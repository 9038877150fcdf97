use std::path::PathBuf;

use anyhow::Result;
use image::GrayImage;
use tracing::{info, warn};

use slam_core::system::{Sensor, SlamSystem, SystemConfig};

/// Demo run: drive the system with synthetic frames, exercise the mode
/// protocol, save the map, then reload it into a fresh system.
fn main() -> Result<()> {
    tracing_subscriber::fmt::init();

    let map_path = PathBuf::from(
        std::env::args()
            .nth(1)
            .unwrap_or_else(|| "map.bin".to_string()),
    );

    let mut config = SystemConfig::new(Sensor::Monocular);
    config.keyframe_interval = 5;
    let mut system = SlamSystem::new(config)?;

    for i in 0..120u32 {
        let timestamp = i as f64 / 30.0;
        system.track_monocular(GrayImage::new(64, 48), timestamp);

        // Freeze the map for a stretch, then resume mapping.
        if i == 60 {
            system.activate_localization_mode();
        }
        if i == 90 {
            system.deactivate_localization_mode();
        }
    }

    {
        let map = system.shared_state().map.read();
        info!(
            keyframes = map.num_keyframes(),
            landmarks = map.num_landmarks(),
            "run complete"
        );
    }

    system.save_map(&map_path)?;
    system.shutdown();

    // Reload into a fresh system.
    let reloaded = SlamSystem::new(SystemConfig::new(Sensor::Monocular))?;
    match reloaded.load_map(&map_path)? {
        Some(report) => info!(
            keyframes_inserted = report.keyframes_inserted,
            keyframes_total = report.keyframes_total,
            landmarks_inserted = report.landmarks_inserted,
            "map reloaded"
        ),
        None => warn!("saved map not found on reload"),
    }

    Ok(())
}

----------------------------------------

* What is being asked
A single number is expected: how many lines in the material above contain the word "timestamp".

* Exercise answer
2